A recent New England Journal of Medicine and Harvard Business Review collaboration explored this concern about value and the need for innovation in health care more deeply.  The essays written for this collaboration demonstrate that there is a great deal of enthusiasm around current efforts to reform the delivery and payment mechanisms of our costly health care system, including improving the coordination of care.  Many (though certainly not all) of these “new” initiatives – including Accountable Care Organizations and other care coordination demonstration programs – relate directly to the Affordable Care Act (ACA).  None are a panacea unto themselves, but they are moving the needle in health care.  Whether the movement of the needle is heading in a “good” or “good enough” direction or the reverse, may be influenced by your views on the ACA, which continues to be quite the political football (including in terms of public opinion) and will be front and center to many campaigns in the approaching November 2014 midterm election. Nonetheless, whether or not you may find yourself on the proposition or opposition side of the “ACA is a step in the right direction” debate, it seems also rather uncontroversial to say that the health care system is going through some pretty remarkable changes right now. And about one-fifth of that $2.8 trillion health care pie – the Medicare program – is all but immune to these changes.

It was the discussions regarding this major $570+ billion social insurance program that caught my attention at this year’s National Academy of Social Insurance (NASI) annual conference, which focused on “strengthening the web of financial and retirement security”. While most of my health policy training to date has focused on topics related to improving care coordination and delivery of high quality care for today’s 47 million Medicare beneficiaries – including how medically-complex needs are coordinated by providers (e.g., hospitals and physicians) – the presentations at NASI exposed me to yet another critical area that will require improved coordination: supporting future Medicare beneficiaries and their families as they transition into the Medicare program.

Representatives from a variety of Medicare advocacy and patient organizations – including the Center for Medicare Advocacy and the Medicare Rights Center – provided thoughtful and instructive presentations during their roundtable discussion on “transition issues” that are emerging due to changing demographics as well as new provisions of the health reform law. People are working longer, there are fewer workers per beneficiary, more people are dually-eligible for both Medicaid and Medicare, and many other factors that make what has traditionally seemed to be a straightforward enrollment process, a more complicated endeavor.

The presenters reminded us that these are indeed the individuals who are on the other end of the phone when Medicare beneficiaries or their loved ones call looking for help or advice as they navigate complicated paperwork or policies. In my humble view, it is these advocates who are among the first to know of the real system-wide impact of any policy change in Medicare, whether it be intended or unintended. Among the most memorable (and perhaps unsettling) of these presentations was that from Rafael Gonzalez of Gould & Lamb, which provided the audience with a jaw-dropping account of how complicated compliance can be with the Medicare Secondary Payer policy (which seems logical on paper, but likely needs to be revisited in terms of how it is enforced).  Improving the coordination of a beneficiary’s entrance into the Medicare program – especially in relation to this policy and especially for the most vulnerable of patients – may help mitigate seemingly unnecessary emotional or financial strain for current and future beneficiaries.

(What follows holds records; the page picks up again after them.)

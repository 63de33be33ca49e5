// crates/platformer_game/src/scene.rs

use engine_ecs::{Entity, World};
use engine_physics::Patrol;
use engine_shared::{Palette, Rect, Rgb};
use tracing::info;

use crate::components::{CCoin, CEnemy, CKind, CPalette, CPlayer, CRect, EntityKind};
use crate::level::LevelData;
use crate::tunables::{
    COIN_SIZE, ENEMY_BOUND_INSET, ENEMY_SIZE, ENEMY_SPEED_FACTOR, FLAG_SIZE, FLOOR_Y, HEIGHT,
    PLAYER_SIZE, WIDTH,
};

fn spawn_static(world: &mut World, kind: EntityKind, rect: Rect, palette: Palette) -> Entity {
    let e = world.spawn();
    world.add_component(e, CKind(kind));
    world.add_component(e, CRect(rect));
    world.add_component(e, CPalette(palette));
    e
}

pub fn spawn_player(world: &mut World, (cx, cy): (i32, i32)) -> Entity {
    let (w, h) = PLAYER_SIZE;
    let e = spawn_static(
        world,
        EntityKind::Player,
        Rect::from_center(cx, cy, w, h),
        Palette::new(Rgb::BLUE, Rgb::SKIN),
    );
    world.add_component(e, CPlayer::default());
    e
}

pub fn spawn_coin(world: &mut World, (cx, cy): (i32, i32)) -> Entity {
    let e = spawn_static(
        world,
        EntityKind::Coin,
        Rect::from_center(cx, cy, COIN_SIZE, COIN_SIZE),
        Palette::new(Rgb::YELLOW, Rgb::GOLD),
    );
    world.add_component(e, CCoin { baseline_y: cy });
    e
}

/// Stand a walker in the middle of `platform`, patrolling its inset edges
/// unless `bounds` overrides them.
pub fn spawn_enemy(
    world: &mut World,
    platform: Rect,
    base_speed: i32,
    bounds: Option<(i32, i32)>,
    color: Rgb,
) -> Entity {
    let mut rect = Rect::new(0, 0, ENEMY_SIZE, ENEMY_SIZE);
    rect.set_bottom(platform.top());
    rect.set_centerx(platform.centerx());

    let (left, right) = bounds.unwrap_or((
        platform.left() + ENEMY_BOUND_INSET,
        platform.right() - ENEMY_BOUND_INSET,
    ));
    let speed = Patrol::scaled_speed(base_speed, ENEMY_SPEED_FACTOR);

    let e = spawn_static(world, EntityKind::Enemy, rect, Palette::new(color, Rgb::WHITE));
    world.add_component(e, CEnemy { patrol: Patrol::new(left, right, speed), anchor: platform });
    e
}

pub fn spawn_flag(world: &mut World, (cx, bottom): (i32, i32), color: Rgb) -> Entity {
    let (w, h) = FLAG_SIZE;
    let mut rect = Rect::new(0, 0, w, h);
    rect.set_bottom(bottom);
    rect.set_centerx(cx);
    spawn_static(world, EntityKind::FinishFlag, rect, Palette::new(Rgb::BROWN, color))
}

/// Replace everything in `world` with a fresh copy of `data`. Returns the player.
pub fn build_level(world: &mut World, data: &LevelData) -> Entity {
    world.clear();

    spawn_static(
        world,
        EntityKind::Ground,
        Rect::new(0, FLOOR_Y, WIDTH, HEIGHT - FLOOR_Y),
        data.ground,
    );
    for &platform in data.platforms {
        spawn_static(world, EntityKind::Platform, platform, data.platform_palette);
    }
    for &pos in data.coins {
        spawn_coin(world, pos);
    }
    for spawn in data.enemies {
        let platform = data.platforms[spawn.platform];
        spawn_enemy(world, platform, spawn.base_speed, spawn.bounds, data.enemy_color);
    }
    spawn_flag(world, data.flag, data.flag_color);
    let player = spawn_player(world, data.spawn);

    info!(
        level = data.id.number(),
        entities = world.len(),
        coins = world.count::<CCoin>(),
        enemies = world.count::<CEnemy>(),
        "level built"
    );
    player
}

#[cfg(test)]
mod tests {
    use super::*;
    use crate::level::{LEVEL_1, LEVEL_2};

    fn kinds(world: &World, kind: EntityKind) -> usize {
        world
            .query::<CKind>()
            .map(|set| set.iter().filter(|(_, k)| k.0 == kind).count())
            .unwrap_or(0)
    }

    #[test]
    fn level_one_population() {
        let mut world = World::new();
        let player = build_level(&mut world, &LEVEL_1);

        assert!(world.get_component::<CPlayer>(player).is_some());
        assert_eq!(kinds(&world, EntityKind::Ground), 1);
        assert_eq!(kinds(&world, EntityKind::Platform), 5);
        assert_eq!(kinds(&world, EntityKind::Coin), 12);
        assert_eq!(kinds(&world, EntityKind::Enemy), 3);
        assert_eq!(kinds(&world, EntityKind::FinishFlag), 1);
        assert_eq!(world.len(), 1 + 5 + 12 + 3 + 1 + 1);
    }

    #[test]
    fn player_spawns_centred() {
        let mut world = World::new();
        let player = build_level(&mut world, &LEVEL_2);
        let rect = world.get_component::<CRect>(player).unwrap().0;
        assert_eq!((rect.centerx(), rect.centery()), (50, 500));
        assert_eq!((rect.w, rect.h), PLAYER_SIZE);
    }

    #[test]
    fn enemy_rests_on_its_platform() {
        let mut world = World::new();
        let platform = Rect::new(400, 400, 150, 20);
        let e = spawn_enemy(&mut world, platform, 3, None, Rgb::RED);

        let rect = world.get_component::<CRect>(e).unwrap().0;
        assert_eq!(rect.bottom(), 400);
        assert_eq!(rect.centerx(), 475);

        let enemy = world.get_component::<CEnemy>(e).unwrap();
        assert_eq!(enemy.patrol.left_bound, 420);
        assert_eq!(enemy.patrol.right_bound, 530);
        assert_eq!(enemy.patrol.speed, 2);
        assert_eq!(enemy.patrol.direction, 1);
    }

    #[test]
    fn explicit_bounds_override_inset() {
        let mut world = World::new();
        let e = spawn_enemy(&mut world, Rect::new(0, 300, 400, 20), 2, Some((50, 250)), Rgb::RED);
        let patrol = world.get_component::<CEnemy>(e).unwrap().patrol;
        assert_eq!((patrol.left_bound, patrol.right_bound), (50, 250));
    }

    #[test]
    fn flag_stands_on_its_anchor() {
        let mut world = World::new();
        let e = spawn_flag(&mut world, (550, 250), Rgb::PURPLE);
        let rect = world.get_component::<CRect>(e).unwrap().0;
        assert_eq!(rect, Rect::new(535, 200, 30, 50));
    }

    #[test]
    fn rebuild_replaces_everything() {
        let mut world = World::new();
        let first = build_level(&mut world, &LEVEL_1);
        let second = build_level(&mut world, &LEVEL_1);
        assert!(!world.is_alive(first));
        assert!(world.is_alive(second));
        assert_eq!(world.count::<CCoin>(), 12);
    }
}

Overall, the discussions in this roundtable as well as other fascinating presentations at NASI helped expand my own conceptualization of care coordination for Medicare beneficiaries.  Consequently, this broadened my enthusiasm for how policymakers (and health services researchers) can be innovative in improving value in our health care system. To improve our ability to understand the gaps in coordination at the transition into Medicare (which 10,000 Americans are experiencing a day) and how to fill them in a smart way – data around this transition period will be necessary.  Improving coordination at this level in a data-driven way seems to be a high-value proposition as we aim to strengthen both financial and retirement security for Americans in the future.


Kirstin Woody Scott is a Ph.D. candidate in Health Policy at Harvard University in the political analysis track and a National Science Foundation Graduate Research Fellow.  She received her Master of Philosophy in Public Health from Cambridge University and formerly served as the Public Health Advisor to a County Supervisor in her home state of California. Her research in healthcare politics and quality focuses on physician-hospital integration, the role of health policy in elections as well as the prioritization of quality on the global health agenda. She is also an avid endurance runner and volunteers for an organization in Nicaragua, where she formerly served as a Rotary Ambassadorial Scholar. Woody Scott was one of six students and young professionals awarded a scholarship to attend NASI’s 26th annual policy research conference January 28- 29, 2014, in Washington, DC.